There were several instances of this. For example, in 1987, Texaco, an oil company, technically went bankrupt for a few days when ordered to pay USD 10.5 billion in damages in a wrangle over the purchase of Getty Oil. Bankers Trust, a big American bank, saw the opportunity to terminate a swap agreement with Texaco by which, because of the movement of interest and currency rates since it was signed, it would have had to pay Texaco an estimated USD 10 million, over its remaining life. Texaco, having insisted on its own documentation in the first place, was considered fair game; Bankers Trust walked off with a windfall profit.

It has often been seen that reliance on home grown risk modeling has led to significant losses, followed by a rethink of the business. Merrill Lynch, then an American investment bank, for example, lost USD 400m in the early 1980s on securitised mortgages.

One must be very careful about assumptions. Getting volatility assumption wrong is a classic case of risk management failure. Ultimately, it is more a failure of management than of mathematics, since every mathematical model has to be fed with assumption input by humans. Models can always be manipulated either deliberately or mistakenly by those who are applying them. It is up to managers and risk controllers to weed out these aberrations before they do damage.

The global financial crisis has taught us good lessons and it was also a turning point for sellers of derivatives.

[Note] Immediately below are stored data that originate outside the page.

//! Health check orchestration

use std::sync::Arc;

use futures::future::join_all;
use serde::Serialize;
use tracing::debug;

use crate::errors::PortalError;
use crate::models::{Deployment, HealthCheckResult, HealthStatus, Platform};
use crate::monitor::probe;
use crate::monitor::railway::{self, RailwayConfig};
use crate::monitor::vercel::{self, VercelConfig};
use crate::store::Store;

/// Platform credentials and endpoints for the checker
#[derive(Debug, Clone, Default)]
pub struct MonitorOptions {
    pub railway: RailwayConfig,
    pub vercel: VercelConfig,
}

/// Health outcome for one deployment
#[derive(Debug, Clone, Serialize)]
#[serde(rename_all = "camelCase")]
pub struct DeploymentHealth {
    pub id: String,
    pub name: String,
    pub platform: Platform,
    #[serde(flatten)]
    pub result: HealthCheckResult,
}

/// Health outcomes for all deployments of one project
#[derive(Debug, Clone, Serialize)]
#[serde(rename_all = "camelCase")]
pub struct ProjectHealth {
    pub project_id: String,
    pub project_name: String,
    pub deployments: Vec<DeploymentHealth>,
}

/// Runs health checks and persists results through the store.
///
/// Per-project checks fan out concurrently with one timeout per outbound
/// call; a single probe failure never aborts sibling checks. Store write
/// failures surface to the caller.
pub struct HealthChecker {
    client: reqwest::Client,
    options: MonitorOptions,
    store: Arc<dyn Store>,
}

impl HealthChecker {
    pub fn new(store: Arc<dyn Store>, options: MonitorOptions) -> Result<Self, PortalError> {
        // No client-wide timeout; every probe sets its own per-request bound
        let client = reqwest::Client::builder()
            .build()
            .map_err(|e| PortalError::ConfigError(e.to_string()))?;

        Ok(Self {
            client,
            options,
            store,
        })
    }

    /// Check one deployment without persisting the result.
    ///
    /// Exactly one method is used per check: the custom endpoint when set,
    /// else the platform API for the configured service, else an unknown
    /// result explaining that nothing is configured.
    pub async fn check_deployment(&self, deployment: &Deployment) -> HealthCheckResult {
        if let Some(url) = &deployment.health_endpoint {
            return probe::check_custom_endpoint(&self.client, url).await;
        }

        if let Some(service_id) = &deployment.service_id {
            match deployment.platform {
                Platform::Railway => {
                    return railway::check_railway(&self.client, &self.options.railway, service_id)
                        .await;
                }
                Platform::Vercel => {
                    return vercel::check_vercel(&self.client, &self.options.vercel, service_id)
                        .await;
                }
                Platform::Generic => {}
            }
        }

        HealthCheckResult::new(HealthStatus::Unknown).with_error("No health check method configured")
    }

    /// Check one deployment and persist the fresh result
    pub async fn check_and_persist(
        &self,
        deployment: &Deployment,
    ) -> Result<DeploymentHealth, PortalError> {
        let result = self.check_deployment(deployment).await;
        debug!(
            "Deployment {} checked: {}",
            deployment.id,
            result.status.as_str()
        );

        self.store
            .update_deployment_status(&deployment.id, result.status, result.checked_at)
            .await?;

        Ok(DeploymentHealth {
            id: deployment.id.clone(),
            name: deployment.name.clone(),
            platform: deployment.platform,
            result,
        })
    }

    /// Check every deployment of a project concurrently, persisting each
    /// result as it completes. Returns once all checks have settled.
    pub async fn check_project(
        &self,
        project_id: &str,
    ) -> Result<Vec<DeploymentHealth>, PortalError> {
        let deployments = self.store.deployments_for_project(project_id).await?;

        let checks = deployments
            .iter()
            .map(|deployment| self.check_and_persist(deployment));

        join_all(checks).await.into_iter().collect()
    }

    /// Check all projects owned by the client behind a user account.
    /// An identity without a client record owns nothing.
    pub async fn check_user_projects(
        &self,
        user_id: &str,
    ) -> Result<Vec<ProjectHealth>, PortalError> {
        let Some(client) = self.store.client_for_user(user_id).await? else {
            return Ok(Vec::new());
        };

        let projects = self.store.projects_for_client(&client.id).await?;
        self.check_projects(projects).await
    }

    /// Check every project in the store, for administrator views
    pub async fn check_all_projects(&self) -> Result<Vec<ProjectHealth>, PortalError> {
        let projects = self.store.projects().await?;
        self.check_projects(projects).await
    }

    async fn check_projects(
        &self,
        projects: Vec<crate::models::Project>,
    ) -> Result<Vec<ProjectHealth>, PortalError> {
        let checks = projects.iter().map(|project| async {
            let deployments = self.check_project(&project.id).await?;
            Ok(ProjectHealth {
                project_id: project.id.clone(),
                project_name: project.name.clone(),
                deployments,
            })
        });

        join_all(checks).await.into_iter().collect()
    }
}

After about 15 years of fantastic growth in their use of the losses incurred by the sellers and their customers, the global financial crisis made them far more aware of the products’ hidden potential as an accelerator of losses. 

This experience had also actuated the regulators of the market as the respective monitory authority to become more cautious and intense in monitoring the market transactions. From then onwards more attention was paid to the appropriateness of the derivatives sold requiring the customers to understand how the product/products they are buying might perform in adverse conditions. For non-professional customers, and even for smaller, less sophisticated companies the onus was on derivative sellers to explain the dynamics of what they were selling. 

The risk control mechanism in tandem with the changes with the requirements of the markets and the risk control ecosystem is undergoing a transformation. The emerging and developing markets (which are mainly in the very early stages of development) are necessarily required to be more cautious on this aspect.

The writer is former Member in the Board of Directors of Standard Chartered Bank Nepal Ltd.